Launch the user interface website
Choose the stack you created after navigating to AWS CloudFormation in the AWS Management Console.
Go to the value column of the Outputs section of your stack and copy the CloudFront endpoint URL.
You’ll open the URL in a new browser tab or window, you will also see options that allow you to create a new queue, modify an existing queue, or describe a queue in JSON format.
Now you’ll enter the AWS IAM Access Key and Secret Key, the Region, and Instance ID of your Amazon Connect instance.
Choose “Save Configurations” and refresh the browser. You’ll see all the queues configured in your Amazon Connect Instance.
Create a user quick connect
Choose “List all queue” to retrieve the quick connects that are defined in your instance using the ListQueues API.
Choose “Create queue,” which will show a pop-up for the new queue, then enter the values for queue attributes. These include name, description, caller id name, number from the list, contact flow, maximum contacts, operating hours, and quick connects.
Click the button for “Create queue.” This applies the CreateQueue API to create a queue in your instance.
How to modify a queue
You will select a queue in the list box and choose “Modify queue,” which launches a pop-up that shows the existing queue configuration.
Choose “Update name description” to modify name/description of the queue using UpdateQueueName API.
Click “Update outbound config” if you want to modify the caller id name, number, and contact flow using the UpdateQueueOutboundCallerConfig API.
To modify the maximum contacts, choose “Update max contacts” using the “UpdateQueueMaxContacts” API.
To change hours of operation, choose “Update hours of operation” using UpdateQueueHoursOfOperation API.
To enable or disable the queue using UpdateQueueStatus API, check or uncheck the “Status” box.

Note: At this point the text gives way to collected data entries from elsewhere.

//! DSI 14nm PHY PLL.
//!
//! One [`DsiPll14nm`] per physical PLL owns the register banks of the PLL and
//! of the PHY common block. Bring-up is two steps driven by the display
//! driver through [`PllRegistry`]: `configure` resolves the dividers for the
//! panel link and programs the VCO, `toggle` starts the PLL and waits for
//! lock, or stops it.

macro_rules! pll_dbg {
    ($rsc:expr, $fmt:literal $(, $arg:expr)* $(,)?) => {
        log::debug!(concat!("[dsi_pll{}] ", $fmt), $rsc.index().index() $(, $arg)*)
    };
}

macro_rules! pll_info {
    ($rsc:expr, $fmt:literal $(, $arg:expr)* $(,)?) => {
        log::info!(concat!("[dsi_pll{}] ", $fmt), $rsc.index().index() $(, $arg)*)
    };
}

macro_rules! pll_err {
    ($rsc:expr, $fmt:literal $(, $arg:expr)* $(,)?) => {
        log::error!(concat!("[dsi_pll{}] ", $fmt), $rsc.index().index() $(, $arg)*)
    };
}

pub mod calc;
pub mod clk;
mod commit;
pub mod divider;
pub mod lock;
pub mod regs;
mod registry;
pub mod topology;

pub use self::{
    calc::{Dividers, PllInput, PllOutput},
    clk::{ByteClk, DsiClk, PixelClk},
    lock::LockState,
    registry::{PllRegistry, DSI_PLL_NUM_CLKS},
    topology::{SourceSetup, Topology},
};

use super::config::{SscConfig, VCO_DELAY_USEC, VCO_MIN_RATE, VCO_REF_CLK_RATE};
use super::{PllId, PllRevision};
use device::{ErrorKind, RegisterBank};
use embedded_hal::delay::DelayNs;
use util::errno::Errno;

#[derive(Clone, Copy, Debug, Eq, PartialEq)]
#[non_exhaustive]
pub enum Error {
    /// PLL or PHY register block not mapped
    InvalidParams,
    IndexOutOfRange(usize),
    NotRegistered(PllId),
    AlreadyRegistered(PllId),
    UnsupportedRevision(PllRevision),
    /// SSC modulation frequency below the supported minimum
    InvalidSscFreq(u32),
    UnknownTopology {
        clk_buf_en: u32,
        glbl_test_ctrl: u32,
    },
    /// No divider table row covers the bit clock rate
    UnsupportedBitClk(u64),
    InvalidPclkDiv {
        bpp: u32,
        lanes: u32,
    },
    VcoRateTooLow(u64),
    /// PLL_READY never asserted
    NotReady {
        status: u32,
    },
    /// PLL_LOCKED never asserted
    NotLocked {
        status: u32,
    },
}

impl Error {
    /// Negative errno for C-style status returns.
    pub fn errno(&self) -> Errno {
        device::Error::kind(self).into()
    }
}

impl device::Error for Error {
    fn kind(&self) -> ErrorKind {
        match self {
            Self::InvalidParams
            | Self::IndexOutOfRange(_)
            | Self::NotRegistered(_)
            | Self::InvalidSscFreq(_)
            | Self::InvalidPclkDiv { .. }
            | Self::VcoRateTooLow(_) => ErrorKind::InvalidArgument,
            Self::UnsupportedRevision(_) | Self::UnsupportedBitClk(_) => ErrorKind::NotSupported,
            Self::AlreadyRegistered(_) => ErrorKind::AlreadyExists,
            Self::UnknownTopology { .. } => ErrorKind::Configuration,
            Self::NotReady { .. } | Self::NotLocked { .. } => ErrorKind::Timeout,
        }
    }
}

impl core::fmt::Display for Error {
    fn fmt(&self, f: &mut core::fmt::Formatter<'_>) -> core::fmt::Result {
        match self {
            Self::InvalidParams => write!(f, "PLL or PHY registers not mapped"),
            Self::IndexOutOfRange(i) => write!(f, "PLL index {i} out of range"),
            Self::NotRegistered(id) => write!(f, "{id:?} not registered"),
            Self::AlreadyRegistered(id) => write!(f, "{id:?} already registered"),
            Self::UnsupportedRevision(rev) => write!(f, "unsupported PLL revision {rev:?}"),
            Self::InvalidSscFreq(freq) => write!(f, "SSC frequency {freq} Hz too low"),
            Self::UnknownTopology {
                clk_buf_en,
                glbl_test_ctrl,
            } => write!(
                f,
                "unknown PLL source, clk_buf_en={clk_buf_en:#x} glbl_test_ctrl={glbl_test_ctrl:#x}"
            ),
            Self::UnsupportedBitClk(rate) => write!(f, "no divider for bit clock {rate} Hz"),
            Self::InvalidPclkDiv { bpp, lanes } => {
                write!(f, "no pixel divider for bpp {bpp} on {lanes} lanes")
            }
            Self::VcoRateTooLow(rate) => write!(f, "VCO rate {rate} Hz below minimum"),
            Self::NotReady { status } => write!(f, "PLL not ready, status={status:#x}"),
            Self::NotLocked { status } => write!(f, "PLL failed to lock, status={status:#x}"),
        }
    }
}

/// Panel link parameters supplied by the display driver.
#[derive(Clone, Copy, Debug, Default, Eq, PartialEq)]
pub struct LinkParams {
    /// Byte clock in Hz, bit clock / 8
    pub byteclk_rate: u64,
    /// Bits per pixel
    pub bpp: u32,
    /// Active data lanes
    pub lanes: u32,
}

/// Per-instance PLL state.
#[derive(Debug)]
pub struct PllResource<B> {
    pub(crate) index: PllId,
    pub(crate) revision: PllRevision,
    pub(crate) pll_base: B,
    pub(crate) phy_base: B,

    pub(crate) vco_ref_clk_rate: u64,
    pub(crate) vco_min_rate: u64,
    pub(crate) vco_delay_us: u32,
    /// Requested VCO rate
    pub(crate) vco_rate: u64,
    /// Rate last programmed into the hardware
    pub(crate) vco_current_rate: u64,

    pub(crate) ssc: SscConfig,

    pub(crate) byteclk_rate: u64,
    pub(crate) pclk_rate: u64,
    pub(crate) bpp: u32,
    pub(crate) lanes: u32,

    pub(crate) slave: Option<PllId>,
}

impl<B: RegisterBank> PllResource<B> {
    pub fn new(index: PllId, pll_base: B, phy_base: B) -> Self {
        Self {
            index,
            revision: PllRevision::Dsi14nm,
            pll_base,
            phy_base,
            vco_ref_clk_rate: VCO_REF_CLK_RATE,
            vco_min_rate: VCO_MIN_RATE,
            vco_delay_us: VCO_DELAY_USEC,
            vco_rate: 0,
            vco_current_rate: 0,
            ssc: SscConfig::disabled(),
            byteclk_rate: 0,
            pclk_rate: 0,
            bpp: 0,
            lanes: 0,
            slave: None,
        }
    }

    pub fn with_revision(mut self, revision: PllRevision) -> Self {
        self.revision = revision;
        self
    }

    pub fn with_ssc(mut self, ssc: SscConfig) -> Self {
        self.ssc = ssc;
        self
    }

    pub fn with_link(mut self, link: LinkParams) -> Self {
        self.set_link(link);
        self
    }

    pub(crate) fn set_link(&mut self, link: LinkParams) {
        self.byteclk_rate = link.byteclk_rate;
        self.bpp = link.bpp;
        self.lanes = link.lanes;
    }

    pub fn index(&self) -> PllId {
        self.index
    }

    pub fn revision(&self) -> PllRevision {
        self.revision
    }

    pub fn pll_base(&self) -> &B {
        &self.pll_base
    }

    pub fn phy_base(&self) -> &B {
        &self.phy_base
    }

    pub fn vco_ref_clk_rate(&self) -> u64 {
        self.vco_ref_clk_rate
    }

    pub fn vco_min_rate(&self) -> u64 {
        self.vco_min_rate
    }

    pub fn vco_rate(&self) -> u64 {
        self.vco_rate
    }

    pub fn vco_current_rate(&self) -> u64 {
        self.vco_current_rate
    }

    pub fn ssc(&self) -> &SscConfig {
        &self.ssc
    }

    pub fn byteclk_rate(&self) -> u64 {
        self.byteclk_rate
    }

    pub fn pclk_rate(&self) -> u64 {
        self.pclk_rate
    }

    pub fn link(&self) -> LinkParams {
        LinkParams {
            byteclk_rate: self.byteclk_rate,
            bpp: self.bpp,
            lanes: self.lanes,
        }
    }

    /// PLL driven by this one when it is the master of a dual-DSI pair.
    pub fn slave(&self) -> Option<PllId> {
        self.slave
    }
}

/// A registered 14nm PLL.
#[derive(Debug)]
pub struct DsiPll14nm<B> {
    pub(crate) rsc: PllResource<B>,
    pub(crate) input: PllInput,
    pub(crate) output: PllOutput,
    pub(crate) dividers: Dividers,
    pub(crate) source: SourceSetup,
    pub(crate) state: LockState,
}

impl<B: RegisterBank> DsiPll14nm<B> {
    pub(crate) fn new(rsc: PllResource<B>) -> Self {
        let input = PllInput::from_resource(&rsc);
        Self {
            rsc,
            input,
            output: PllOutput::default(),
            dividers: Dividers::default(),
            source: SourceSetup::Unclassified,
            state: LockState::Stopped,
        }
    }

    pub fn resource(&self) -> &PllResource<B> {
        &self.rsc
    }

    pub fn input(&self) -> &PllInput {
        &self.input
    }

    pub fn output(&self) -> &PllOutput {
        &self.output
    }

    pub fn dividers(&self) -> Dividers {
        self.dividers
    }

    pub fn source(&self) -> SourceSetup {
        self.source
    }

    pub fn state(&self) -> LockState {
        self.state
    }

    /// Bring the PLL to the rate the link parameters ask for.
    ///
    /// Without `commit` only the topology and the byte clock divider are
    /// resolved. `pll1_present` tells whether a master may link PLL1.
    pub fn configure<D: DelayNs>(
        &mut self,
        commit: bool,
        pll1_present: bool,
        delay: &mut D,
    ) -> Result<(), Error> {
        self.source_setup(pll1_present)?;
        self.set_byteclk_div(commit)?;

        if commit {
            self.set_pclk_div(commit)?;
            self.vco_set_rate(delay)?;
        }

        Ok(())
    }

    /// Program the hardware for the requested VCO rate.
    ///
    /// The calculated values are regenerated from scratch before anything
    /// is written.
    pub fn vco_set_rate<D: DelayNs>(&mut self, delay: &mut D) -> Result<(), Error> {
        let rate = self.rsc.vco_rate;
        if rate < self.rsc.vco_min_rate {
            pll_err!(self.rsc, "vco rate {} below minimum {}", rate, self.rsc.vco_min_rate);
            return Err(Error::VcoRateTooLow(rate));
        }

        pll_dbg!(self.rsc, "rate={}", rate);

        self.rsc.vco_current_rate = rate;
        self.input = PllInput::from_resource(&self.rsc);
        self.output = PllOutput::compute(&self.input, rate, self.dividers);

        pll_dbg!(
            self.rsc,
            "dec_start:{:#x} div_frac_start:{:#x} plllock_cmp:{:#x}",
            self.output.dec_start,
            self.output.div_frac_start,
            self.output.plllock_cmp
        );
        if self.input.ssc_en {
            pll_dbg!(
                self.rsc,
                "ssc period:{} step_size:{}",
                self.output.ssc_period,
                self.output.ssc_step_size
            );
        }

        self.commit(delay);
        delay.delay_us(self.rsc.vco_delay_us);

        Ok(())
    }

    /// Start the PLL and wait for lock, or stop it.
    pub fn toggle<D: DelayNs>(&mut self, prepare: bool, delay: &mut D) -> Result<(), Error> {
        if prepare {
            self.enable(delay).map_err(|e| {
                pll_err!(self.rsc, "enable failed: {}", e.errno().as_i32());
                e
            })
        } else {
            self.disable();
            Ok(())
        }
    }
}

Once those are configured, click the “Hours of operations” button, which gives you the queue’s days and times when calls can be handled using the DescribeQueue API
Click the “Quick connects” tab and choose “Add Quick Connect.” Select the quick connect to associate with the queue from the pop-up window.
To modify the queue by associating the quick connect using AssociateQueueQuickConnects API, select the quick connect, and choose “Add.”
To disassociate a quick connect from the queue, choose “Remove,” which uses the to disassociate quick connect from the queue using DisassociateQueueQuickConnects API.
Using these new APIs, you can programmatically add new queues, modify them, modify hours of operation, and view hours of operation associated with any queue, all through a web user interface that reduces errors and optimizes resources.